§ **What the exercise asks**
For the data below, count the lines that have the string "Debug" and state that number by itself.

§ **Source material**
===============

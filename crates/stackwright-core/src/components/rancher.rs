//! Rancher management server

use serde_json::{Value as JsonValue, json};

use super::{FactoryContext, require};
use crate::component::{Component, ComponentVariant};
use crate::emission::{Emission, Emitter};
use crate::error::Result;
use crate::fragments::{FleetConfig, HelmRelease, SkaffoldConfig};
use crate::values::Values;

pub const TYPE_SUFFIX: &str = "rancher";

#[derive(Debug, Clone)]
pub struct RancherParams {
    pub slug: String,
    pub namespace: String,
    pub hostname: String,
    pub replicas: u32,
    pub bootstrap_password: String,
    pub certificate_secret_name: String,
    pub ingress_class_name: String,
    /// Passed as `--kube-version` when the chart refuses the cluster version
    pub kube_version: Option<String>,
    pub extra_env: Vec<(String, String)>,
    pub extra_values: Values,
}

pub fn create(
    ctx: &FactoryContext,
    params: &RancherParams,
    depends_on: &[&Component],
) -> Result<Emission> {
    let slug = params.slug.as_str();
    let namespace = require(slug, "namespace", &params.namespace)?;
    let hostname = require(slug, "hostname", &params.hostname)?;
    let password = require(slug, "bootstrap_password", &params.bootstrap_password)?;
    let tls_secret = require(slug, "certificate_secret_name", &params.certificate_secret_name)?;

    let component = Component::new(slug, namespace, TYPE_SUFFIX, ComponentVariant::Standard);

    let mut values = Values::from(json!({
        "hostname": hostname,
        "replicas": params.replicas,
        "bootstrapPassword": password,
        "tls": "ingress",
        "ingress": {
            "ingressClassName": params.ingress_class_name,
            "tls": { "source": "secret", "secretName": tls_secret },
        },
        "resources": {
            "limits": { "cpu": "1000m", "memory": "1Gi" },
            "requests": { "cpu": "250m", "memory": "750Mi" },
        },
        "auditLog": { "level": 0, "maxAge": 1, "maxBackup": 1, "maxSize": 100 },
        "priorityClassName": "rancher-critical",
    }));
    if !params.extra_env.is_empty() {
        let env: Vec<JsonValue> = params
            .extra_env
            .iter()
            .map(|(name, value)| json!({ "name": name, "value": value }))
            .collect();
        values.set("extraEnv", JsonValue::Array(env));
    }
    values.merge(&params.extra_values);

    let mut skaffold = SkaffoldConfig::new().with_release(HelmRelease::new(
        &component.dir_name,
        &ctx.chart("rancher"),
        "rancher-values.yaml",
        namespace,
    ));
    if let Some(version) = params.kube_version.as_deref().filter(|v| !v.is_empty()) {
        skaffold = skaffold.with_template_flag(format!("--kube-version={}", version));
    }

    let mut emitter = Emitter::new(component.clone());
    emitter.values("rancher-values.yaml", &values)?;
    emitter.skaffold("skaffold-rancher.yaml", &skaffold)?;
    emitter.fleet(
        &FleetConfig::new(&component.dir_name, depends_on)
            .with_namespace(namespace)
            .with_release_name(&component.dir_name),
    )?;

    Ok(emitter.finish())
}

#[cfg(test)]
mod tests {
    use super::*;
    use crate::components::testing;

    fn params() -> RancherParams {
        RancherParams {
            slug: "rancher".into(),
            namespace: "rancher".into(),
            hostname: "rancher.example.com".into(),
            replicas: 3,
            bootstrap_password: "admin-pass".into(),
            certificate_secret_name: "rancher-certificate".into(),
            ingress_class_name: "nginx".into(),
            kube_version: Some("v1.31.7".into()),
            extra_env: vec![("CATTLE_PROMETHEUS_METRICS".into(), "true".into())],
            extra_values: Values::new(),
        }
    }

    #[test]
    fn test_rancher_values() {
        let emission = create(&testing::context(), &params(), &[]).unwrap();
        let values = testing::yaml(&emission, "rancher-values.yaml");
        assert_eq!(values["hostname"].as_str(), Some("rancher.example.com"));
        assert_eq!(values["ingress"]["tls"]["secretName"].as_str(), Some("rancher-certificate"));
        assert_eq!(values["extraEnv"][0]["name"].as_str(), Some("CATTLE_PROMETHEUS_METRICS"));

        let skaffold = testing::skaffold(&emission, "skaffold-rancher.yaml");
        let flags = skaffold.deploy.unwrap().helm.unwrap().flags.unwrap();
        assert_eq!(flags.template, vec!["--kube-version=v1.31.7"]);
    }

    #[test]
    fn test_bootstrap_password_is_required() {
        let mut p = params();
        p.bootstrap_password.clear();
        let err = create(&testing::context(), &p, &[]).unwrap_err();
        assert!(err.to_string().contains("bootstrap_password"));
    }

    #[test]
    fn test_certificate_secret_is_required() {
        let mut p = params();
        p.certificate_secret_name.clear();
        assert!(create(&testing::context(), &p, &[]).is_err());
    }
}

===============

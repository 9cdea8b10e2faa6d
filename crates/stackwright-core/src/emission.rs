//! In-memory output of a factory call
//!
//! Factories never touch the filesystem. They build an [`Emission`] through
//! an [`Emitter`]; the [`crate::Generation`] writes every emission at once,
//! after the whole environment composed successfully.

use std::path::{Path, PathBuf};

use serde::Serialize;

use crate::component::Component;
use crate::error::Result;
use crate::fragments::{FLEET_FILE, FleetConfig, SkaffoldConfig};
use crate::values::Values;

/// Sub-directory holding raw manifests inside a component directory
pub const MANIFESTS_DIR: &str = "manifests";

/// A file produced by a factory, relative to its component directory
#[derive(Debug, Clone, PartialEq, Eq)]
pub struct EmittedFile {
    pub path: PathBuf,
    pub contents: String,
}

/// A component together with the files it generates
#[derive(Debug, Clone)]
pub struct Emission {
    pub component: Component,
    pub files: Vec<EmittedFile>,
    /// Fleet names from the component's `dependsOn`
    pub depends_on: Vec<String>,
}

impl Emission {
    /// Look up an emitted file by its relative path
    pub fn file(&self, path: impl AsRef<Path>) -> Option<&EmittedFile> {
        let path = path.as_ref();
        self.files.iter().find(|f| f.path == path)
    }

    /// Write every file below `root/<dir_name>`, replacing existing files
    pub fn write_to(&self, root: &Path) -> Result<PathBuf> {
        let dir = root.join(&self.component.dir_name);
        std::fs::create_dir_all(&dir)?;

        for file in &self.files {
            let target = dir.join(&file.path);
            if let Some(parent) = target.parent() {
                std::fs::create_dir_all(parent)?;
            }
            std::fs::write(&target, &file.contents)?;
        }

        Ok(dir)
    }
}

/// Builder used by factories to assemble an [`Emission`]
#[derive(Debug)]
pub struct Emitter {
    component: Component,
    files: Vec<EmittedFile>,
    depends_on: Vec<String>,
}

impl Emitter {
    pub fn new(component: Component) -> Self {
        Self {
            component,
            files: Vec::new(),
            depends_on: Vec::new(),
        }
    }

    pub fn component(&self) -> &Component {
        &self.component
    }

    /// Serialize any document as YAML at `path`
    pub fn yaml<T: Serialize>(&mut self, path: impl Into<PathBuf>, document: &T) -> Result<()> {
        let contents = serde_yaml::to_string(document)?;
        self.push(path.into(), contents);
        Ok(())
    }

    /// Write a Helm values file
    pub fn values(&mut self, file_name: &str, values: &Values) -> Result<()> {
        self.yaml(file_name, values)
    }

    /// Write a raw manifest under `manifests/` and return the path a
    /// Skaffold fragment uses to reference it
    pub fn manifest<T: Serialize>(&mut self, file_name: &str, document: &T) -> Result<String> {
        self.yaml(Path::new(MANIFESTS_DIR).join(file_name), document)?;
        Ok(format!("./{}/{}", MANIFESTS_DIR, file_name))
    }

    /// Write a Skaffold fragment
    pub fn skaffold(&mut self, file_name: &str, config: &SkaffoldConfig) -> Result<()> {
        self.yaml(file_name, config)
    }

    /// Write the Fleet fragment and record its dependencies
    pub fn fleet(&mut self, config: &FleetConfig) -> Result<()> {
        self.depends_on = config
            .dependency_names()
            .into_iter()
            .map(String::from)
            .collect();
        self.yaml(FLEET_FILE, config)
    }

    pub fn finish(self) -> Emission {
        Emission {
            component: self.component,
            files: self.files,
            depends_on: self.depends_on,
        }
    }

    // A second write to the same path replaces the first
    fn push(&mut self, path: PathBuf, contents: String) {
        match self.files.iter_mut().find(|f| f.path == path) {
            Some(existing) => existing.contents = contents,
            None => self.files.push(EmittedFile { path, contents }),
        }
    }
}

===============

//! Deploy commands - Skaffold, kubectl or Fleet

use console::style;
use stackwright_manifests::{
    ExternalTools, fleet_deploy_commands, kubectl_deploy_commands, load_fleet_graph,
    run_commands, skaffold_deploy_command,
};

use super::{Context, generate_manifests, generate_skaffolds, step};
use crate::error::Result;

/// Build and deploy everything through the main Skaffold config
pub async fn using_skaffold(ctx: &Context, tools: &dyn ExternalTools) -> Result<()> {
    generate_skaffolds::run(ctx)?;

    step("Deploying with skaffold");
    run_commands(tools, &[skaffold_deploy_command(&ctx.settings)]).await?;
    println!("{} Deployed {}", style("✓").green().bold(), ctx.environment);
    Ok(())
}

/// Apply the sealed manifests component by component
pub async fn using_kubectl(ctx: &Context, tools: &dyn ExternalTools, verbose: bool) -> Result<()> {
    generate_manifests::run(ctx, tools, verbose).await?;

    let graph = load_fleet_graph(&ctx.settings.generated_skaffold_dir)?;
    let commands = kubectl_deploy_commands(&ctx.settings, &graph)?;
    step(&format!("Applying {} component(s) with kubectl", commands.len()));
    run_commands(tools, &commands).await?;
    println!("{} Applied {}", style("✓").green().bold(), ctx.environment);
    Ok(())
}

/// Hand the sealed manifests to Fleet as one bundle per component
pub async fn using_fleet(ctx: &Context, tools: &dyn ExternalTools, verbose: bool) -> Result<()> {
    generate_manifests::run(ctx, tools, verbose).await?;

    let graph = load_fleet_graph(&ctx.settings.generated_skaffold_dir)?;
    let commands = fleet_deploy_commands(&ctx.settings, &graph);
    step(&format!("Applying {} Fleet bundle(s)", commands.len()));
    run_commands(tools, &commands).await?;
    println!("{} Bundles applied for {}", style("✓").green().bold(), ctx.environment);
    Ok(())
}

===============

§ **Task response**
4